Thursday, July 27, 2017

New York New York

At one point, I said to myself, Never again! I found London crowded, but New York defies belief; not only are certain parts nearly impassable, but it's sticky hot, the traffic is overwhelming, the garbage is monstrous, and everyone is very, very noisy.

But then I had dinner in a gorgeous room with my family and saw a brilliant play and zipped home on the subway and remembered why I love this city of my birth. So - confused as usual.

First, the landing at Newark Airport was much worse than it has ever been; their hideous president and his policies have made the immigration people even more suspicious and surly. The lineup was endless, and in the line I was in, the guy just decided to shut up shop and go for a coffee or something. Eventually he returned and when he got to me, he glared at my Canadian passport. "It says here you were born in the States. Have you renounced your citizenship?"
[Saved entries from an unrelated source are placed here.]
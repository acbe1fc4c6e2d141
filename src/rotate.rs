//! Rotation creation.
//!
//! Adds a `rotation_dates` row for a new nest shift and seeds it with every
//! location's permanent species, marked confirmed.

use anyhow::Result;
use chrono::NaiveDate;
use sqlx::SqlitePool;

use crate::config::Config;
use crate::db;

#[derive(Debug, Clone, PartialEq, Eq)]
pub enum RotationOutcome {
    Created { num: i64, seeded: u64 },
    AlreadyExists { num: i64 },
}

pub async fn create_rotation(pool: &SqlitePool, date: NaiveDate) -> Result<RotationOutcome> {
    let day = date.format("%Y-%m-%d").to_string();
    let mut tx = pool.begin().await?;

    let existing: Option<i64> =
        sqlx::query_scalar("SELECT num FROM rotation_dates WHERE date LIKE ? || '%' LIMIT 1")
            .bind(&day)
            .fetch_optional(&mut *tx)
            .await?;
    if let Some(num) = existing {
        tx.rollback().await?;
        return Ok(RotationOutcome::AlreadyExists { num });
    }

    let num = sqlx::query("INSERT INTO rotation_dates (date) VALUES (?)")
        .bind(&day)
        .execute(&mut *tx)
        .await?
        .last_insert_rowid();

    let seeded = sqlx::query(
        r#"
        INSERT INTO species_list (rotation_num, nestid, species_txt, confirmation)
        SELECT ?, nest_id, permanent_species, 1
        FROM nest_locations
        WHERE permanent_species IS NOT NULL AND TRIM(permanent_species) <> ''
        "#,
    )
    .bind(num)
    .execute(&mut *tx)
    .await?
    .rows_affected();

    tx.commit().await?;
    Ok(RotationOutcome::Created { num, seeded })
}

/// CLI entry point for `nests rotate`.
pub async fn run_rotate(config: &Config, date: NaiveDate) -> Result<()> {
    let pool = db::connect(config).await?;
    let outcome = create_rotation(&pool, date).await;
    pool.close().await;

    match outcome? {
        RotationOutcome::Created { num, seeded } => {
            tracing::info!(rotation = num, seeded, "rotation created");
            println!("Added rotation {} on {} ({} permanent nests)", num, date, seeded);
        }
        RotationOutcome::AlreadyExists { num } => {
            println!("Rotation already exists for {} (#{})", date, num);
        }
    }
    Ok(())
}

#[cfg(test)]
mod tests {
    use super::*;
    use crate::migrate::apply_schema;
    use sqlx::sqlite::SqlitePoolOptions;

    async fn memory_pool() -> SqlitePool {
        let pool = SqlitePoolOptions::new()
            .max_connections(1)
            .connect("sqlite::memory:")
            .await
            .unwrap();
        apply_schema(&pool).await.unwrap();
        pool
    }

    #[tokio::test]
    async fn test_seeds_permanent_species_once() {
        let pool = memory_pool().await;
        sqlx::query(
            "INSERT INTO nest_locations (official_name, permanent_species) VALUES \
             ('Elm Park', 'Pikachu'), ('Oak Park', NULL), ('Pine Park', '  ')",
        )
        .execute(&pool)
        .await
        .unwrap();

        let date = NaiveDate::from_ymd_opt(2019, 3, 21).unwrap();
        let first = create_rotation(&pool, date).await.unwrap();
        let num = match first {
            RotationOutcome::Created { num, seeded } => {
                assert_eq!(seeded, 1);
                num
            }
            other => panic!("unexpected outcome: {:?}", other),
        };

        let again = create_rotation(&pool, date).await.unwrap();
        assert_eq!(again, RotationOutcome::AlreadyExists { num });

        let rows: Vec<(String, i64)> = sqlx::query_as(
            "SELECT species_txt, confirmation FROM species_list WHERE rotation_num = ?",
        )
        .bind(num)
        .fetch_all(&pool)
        .await
        .unwrap();
        assert_eq!(rows, vec![("Pikachu".to_string(), 1)]);
    }
}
I wanted to say, No but I'd love to, but I just said No. So he sent me to the special room for suspicious people, because as a dual citizen, I am supposed to enter the country as an American. My American passport has expired, I told them, and I always travel as a Canadian, the country in which I've lived since I was 3 months old. They were very nice about it, no problem. In all my years of travel here, that has never happened before. Welcome to Trumpland.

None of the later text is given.